The early stories sound as though they come from the typical childhood of a mischievous boy, except for young Ronnie’s size. He appeared to be 7 years old when he was only 3, grew to 5-foot-10, 240 pounds by the seventh grade and “was always the biggest kid everywhere he went,” Reid said.

“I told him he didn’t have to fight,” Brenda Dayne said. “He just had to appear.”

Ear infections harmed his hearing and forced him to wear tubes in his ears until he was 12. At the same age, he had to wear braces on both knees because he was growing too quickly. He wore the braces grudgingly, because his mom told him, “No braces, no football.”

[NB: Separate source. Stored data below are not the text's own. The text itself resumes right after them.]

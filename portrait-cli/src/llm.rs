//! Language-model oracle for domain classification (Anthropic or OpenAI).

use reqwest::header::{AUTHORIZATION, CONTENT_TYPE, HeaderMap, HeaderValue};
use reqwest::{Client, StatusCode};
use serde::{Deserialize, Serialize};
use std::time::Duration;
use tokio::runtime::Handle;
use tracing::debug;

use portrait_classify::{DomainOracle, OracleError, classification_prompt, parse_oracle_response};
use portrait_core::domain::{DomainTag, RepoText};

use crate::auth::AuthState;
use crate::config::LlmSection;
use crate::runtime;

const SYSTEM: &str = "You label software repositories by subject domain. Answer with JSON only.";

#[derive(Debug, Clone, Copy, PartialEq, Eq)]
pub enum Provider {
    Anthropic,
    OpenAI,
}

impl Provider {
    pub fn parse(s: &str) -> Option<Provider> {
        match s.trim().to_ascii_lowercase().as_str() {
            "anthropic" | "claude" => Some(Provider::Anthropic),
            "openai" => Some(Provider::OpenAI),
            _ => None,
        }
    }
}

#[derive(Debug, Clone)]
pub struct LlmConfig {
    pub provider: Provider,
    pub model: String,
    pub temperature: f32,
    pub max_tokens: u32,
    pub timeout: Duration,
}

/// Oracle settings plus the matching credential, or `None` when the
/// provider is unknown or its credential is missing.
pub fn oracle_config(cfg: &LlmSection, auth: &AuthState) -> Option<(LlmConfig, String)> {
    let provider = Provider::parse(&cfg.provider)?;
    let token = match provider {
        Provider::Anthropic => auth.anthropic_token.clone()?,
        Provider::OpenAI => auth.openai_api_key.clone()?,
    };
    Some((
        LlmConfig {
            provider,
            model: cfg.model.clone(),
            temperature: cfg.temperature,
            max_tokens: cfg.max_tokens,
            timeout: Duration::from_secs(cfg.timeout_secs),
        },
        token,
    ))
}

pub struct LlmOracle {
    config: LlmConfig,
    token: String,
    client: Client,
    handle: Handle,
}

impl LlmOracle {
    pub fn new(config: LlmConfig, token: String, handle: Handle) -> anyhow::Result<Self> {
        let client = Client::builder().timeout(config.timeout).build()?;
        Ok(Self { config, token, client, handle })
    }

    async fn complete(&self, user: &str) -> Result<String, OracleError> {
        match self.config.provider {
            Provider::Anthropic => self.anthropic_complete(user).await,
            Provider::OpenAI => self.openai_complete(user).await,
        }
    }

    async fn anthropic_complete(&self, user: &str) -> Result<String, OracleError> {
        #[derive(Serialize)]
        struct Msg<'a> {
            role: &'a str,
            content: &'a str,
        }

        #[derive(Serialize)]
        struct Req<'a> {
            model: &'a str,
            max_tokens: u32,
            temperature: f32,
            system: &'a str,
            messages: Vec<Msg<'a>>,
        }

        #[derive(Deserialize)]
        struct Resp {
            content: Vec<ContentBlock>,
        }

        #[derive(Deserialize)]
        struct ContentBlock {
            #[serde(rename = "type")]
            t: String,
            text: Option<String>,
        }

        let body = Req {
            model: &self.config.model,
            max_tokens: self.config.max_tokens,
            temperature: self.config.temperature,
            system: SYSTEM,
            messages: vec![Msg { role: "user", content: user }],
        };

        let mut headers = HeaderMap::new();
        // API keys go in x-api-key; setup tokens are bearer tokens.
        let credential = if self.token.starts_with("sk-ant-api") {
            ("x-api-key", self.token.clone())
        } else {
            ("authorization", format!("Bearer {}", self.token))
        };
        let mut value = HeaderValue::from_str(&credential.1).map_err(|e| OracleError::Unauthorized(e.to_string()))?;
        value.set_sensitive(true);
        headers.insert(credential.0, value);
        headers.insert("anthropic-version", HeaderValue::from_static("2023-06-01"));
        headers.insert(CONTENT_TYPE, HeaderValue::from_static("application/json"));

        let resp = self
            .client
            .post("https://api.anthropic.com/v1/messages")
            .headers(headers)
            .json(&body)
            .send()
            .await
            .map_err(request_error)?;

        let status = resp.status();
        if !status.is_success() {
            let txt = resp.text().await.unwrap_or_default();
            return Err(status_error(status, &txt));
        }

        let out: Resp = resp
            .json()
            .await
            .map_err(|e| OracleError::MalformedResponse(format!("anthropic envelope: {e}")))?;
        let mut s = String::new();
        for b in out.content {
            if b.t == "text" {
                if let Some(t) = b.text {
                    s.push_str(&t);
                }
            }
        }
        Ok(s.trim().to_string())
    }

    async fn openai_complete(&self, user: &str) -> Result<String, OracleError> {
        #[derive(Serialize)]
        struct Msg<'a> {
            role: &'a str,
            content: &'a str,
        }

        #[derive(Serialize)]
        struct Req<'a> {
            model: &'a str,
            messages: Vec<Msg<'a>>,
            temperature: f32,
            max_tokens: u32,
        }

        #[derive(Deserialize)]
        struct Resp {
            choices: Vec<Choice>,
        }

        #[derive(Deserialize)]
        struct Choice {
            message: MsgOut,
        }

        #[derive(Deserialize)]
        struct MsgOut {
            content: Option<String>,
        }

        let body = Req {
            model: &self.config.model,
            messages: vec![
                Msg { role: "system", content: SYSTEM },
                Msg { role: "user", content: user },
            ],
            temperature: self.config.temperature,
            max_tokens: self.config.max_tokens,
        };

        let resp = self
            .client
            .post("https://api.openai.com/v1/chat/completions")
            .header(AUTHORIZATION, format!("Bearer {}", self.token))
            .json(&body)
            .send()
            .await
            .map_err(request_error)?;

        let status = resp.status();
        if !status.is_success() {
            let txt = resp.text().await.unwrap_or_default();
            return Err(status_error(status, &txt));
        }

        let out: Resp = resp
            .json()
            .await
            .map_err(|e| OracleError::MalformedResponse(format!("openai envelope: {e}")))?;
        let content = out
            .choices
            .first()
            .and_then(|c| c.message.content.clone())
            .unwrap_or_default();

        Ok(content.trim().to_string())
    }
}

impl DomainOracle for LlmOracle {
    fn name(&self) -> &'static str {
        match self.config.provider {
            Provider::Anthropic => "anthropic",
            Provider::OpenAI => "openai",
        }
    }

    fn classify_readme(&self, repo: &RepoText) -> Result<Vec<(DomainTag, f64)>, OracleError> {
        let prompt = classification_prompt(repo);
        let reply = runtime::block_on(&self.handle, self.complete(&prompt))?;
        debug!(repo = %repo.name, reply = %reply, "oracle reply");
        parse_oracle_response(&reply)
    }
}

fn request_error(e: reqwest::Error) -> OracleError {
    if e.is_timeout() {
        OracleError::Timeout
    } else {
        OracleError::Transport(e.to_string())
    }
}

fn status_error(status: StatusCode, body: &str) -> OracleError {
    let detail: String = body.chars().take(200).collect();
    match status {
        StatusCode::TOO_MANY_REQUESTS => OracleError::QuotaExceeded,
        StatusCode::UNAUTHORIZED | StatusCode::FORBIDDEN => OracleError::Unauthorized(format!("{status} {detail}")),
        StatusCode::REQUEST_TIMEOUT | StatusCode::GATEWAY_TIMEOUT => OracleError::Timeout,
        _ => OracleError::Transport(format!("{status} {detail}")),
    }
}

There were broken-down Big Wheels, the typical fights with other boys from the neighborhood, hilarious dress-up games with his mom and younger sister, Onya.

“Whoever was dressed the funniest, they’d go get pizza,” Brenda Dayne said. “Ronnie would always win. Sometimes he’d come out like a sumo wrestler. One time he came out with a stretch dress on with his face made up. We were dying.”

When Dayne was going into ninth grade, something went terribly wrong at home.

Brenda Dayne said marital problems careened out of control when her husband, Ron Sr., “hit me just once.” She loaded Ronnie and Onya into a car and left.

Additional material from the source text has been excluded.